Christian Guilleminault

Publication Details

  • Emerging drugs for narcolepsy. Expert opinion on emerging drugs Abad, V. C., Guilleminault, C. 2004; 9 (2): 281-291


    Narcolepsy is characterised by excessive daytime sleepiness, usually associated with cataplexy, hypnagogic hallucinations, sleep paralysis and fragmented nocturnal sleep. Although uncommon, it results in significant disability. Most cases occur sporadically, but genetic factors probably form a susceptibility background on which unknown environmental triggers act. The hypocretin system is strongly implicated in the development of narcolepsy. Cerebrospinal fluid levels of hypocretin-1 are significantly reduced in narcoleptic subjects with cataplexy.
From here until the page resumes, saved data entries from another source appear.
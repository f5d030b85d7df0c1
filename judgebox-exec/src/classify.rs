use judgebox_verdict::Verdict;
use nix::sys::signal::Signal;

use crate::limits::ResourceLimits;
use crate::supervisor::{ExecutionOutcome, ResourceUsage};

/// What to do next with a supervised run.
#[derive(Debug, Clone, Copy, PartialEq, Eq)]
pub enum Classification {
    /// The run already has its final verdict.
    Final(Verdict),
    /// The run was clean, the output has to be compared with the expected one.
    NeedsComparison,
}

/// Resolve the verdict of a run from the process-control observations alone.
pub fn classify(outcome: &ExecutionOutcome) -> Classification {
    match outcome.verdict_hint {
        Some(verdict) => Classification::Final(verdict),
        None => Classification::NeedsComparison,
    }
}

/// Classify the signal that stopped or killed the candidate.
///
/// `usage` is the accounting at the moment the signal was observed.
pub fn classify_signal(signal: Signal, usage: &ResourceUsage, limits: &ResourceLimits) -> Verdict {
    match signal {
        Signal::SIGXCPU | Signal::SIGKILL | Signal::SIGALRM => Verdict::TimeLimitExceeded,
        Signal::SIGXFSZ => Verdict::OutputLimitExceeded,
        Signal::SIGSEGV => classify_fault(usage, limits),
        _ => Verdict::RuntimeError,
    }
}

/// Classify a segmentation fault.
///
/// When the memory ceiling denies an allocation the program usually faults on the pointer it did
/// not get, before touching much memory. So a fault with a peak resident set below
/// `limits.fault_ratio` of the ceiling is taken as a memory limit breach, while a fault with a
/// large resident set is an ordinary crash.
pub fn classify_fault(usage: &ResourceUsage, limits: &ResourceLimits) -> Verdict {
    let resident = usage.max_rss_kb.saturating_mul(1024) as f64;
    let threshold = limits.memory_bytes as f64 * limits.fault_ratio;
    if resident < threshold {
        Verdict::MemoryLimitExceeded
    } else {
        Verdict::RuntimeError
    }
}

#[cfg(test)]
mod tests {
    use super::*;
    use crate::supervisor::Termination;

    fn usage(max_rss_kb: u64) -> ResourceUsage {
        ResourceUsage {
            user_ms: 0,
            system_ms: 0,
            max_rss_kb,
        }
    }

    fn limits_kib(kib: u64) -> ResourceLimits {
        let mut limits = ResourceLimits::default();
        limits.memory_kib(kib);
        limits
    }

    #[test]
    fn test_classify_hint() {
        let outcome = ExecutionOutcome {
            verdict_hint: Some(Verdict::RuntimeError),
            elapsed_ms: 3,
            peak_memory_kb: 100,
            termination: Termination::Exited(0),
        };
        assert_eq!(
            classify(&outcome),
            Classification::Final(Verdict::RuntimeError)
        );
        let outcome = ExecutionOutcome {
            verdict_hint: None,
            ..outcome
        };
        assert_eq!(classify(&outcome), Classification::NeedsComparison);
    }

    #[test]
    fn test_time_signals() {
        let limits = ResourceLimits::default();
        for sig in [Signal::SIGXCPU, Signal::SIGKILL] {
            assert_eq!(
                classify_signal(sig, &usage(10), &limits),
                Verdict::TimeLimitExceeded
            );
        }
    }

    #[test]
    fn test_other_signals() {
        let limits = ResourceLimits::default();
        assert_eq!(
            classify_signal(Signal::SIGXFSZ, &usage(10), &limits),
            Verdict::OutputLimitExceeded
        );
        for sig in [Signal::SIGFPE, Signal::SIGABRT, Signal::SIGBUS, Signal::SIGPIPE] {
            assert_eq!(
                classify_signal(sig, &usage(10), &limits),
                Verdict::RuntimeError
            );
        }
    }

    #[test]
    fn test_fault_heuristic() {
        let limits = limits_kib(16 * 1024);
        // far below half of the ceiling: a denied allocation
        assert_eq!(
            classify_signal(Signal::SIGSEGV, &usage(1024), &limits),
            Verdict::MemoryLimitExceeded
        );
        // at or above half of the ceiling: a genuine crash
        assert_eq!(
            classify_signal(Signal::SIGSEGV, &usage(8 * 1024), &limits),
            Verdict::RuntimeError
        );
        assert_eq!(
            classify_signal(Signal::SIGSEGV, &usage(15 * 1024), &limits),
            Verdict::RuntimeError
        );
    }

    #[test]
    fn test_fault_ratio_is_tunable() {
        let mut limits = limits_kib(16 * 1024);
        limits.fault_ratio = 0.0;
        assert_eq!(classify_fault(&usage(1), &limits), Verdict::RuntimeError);
        limits.fault_ratio = 1.0;
        assert_eq!(
            classify_fault(&usage(15 * 1024), &limits),
            Verdict::MemoryLimitExceeded
        );
    }
}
Despite the advances in our understanding of narcolepsy, current therapy is primarily symptomatic. Stimulants (standard and novel) combat excessive daytime sleepiness. Antidepressants (tricyclics, dual-action or selective serotonin re-uptake inhibitors) and sodium oxybate are anticataplexy agents. Hypnagogic hallucinations and sleep paralysis respond to antidepressants. Sodium oxybate consolidates sleep. Novel and experimental treatments include histamine antagonists, hypocretin agonists, slow-wave sleep enhancers, intravenous gamma-globulin, tramadol and corticosteroids.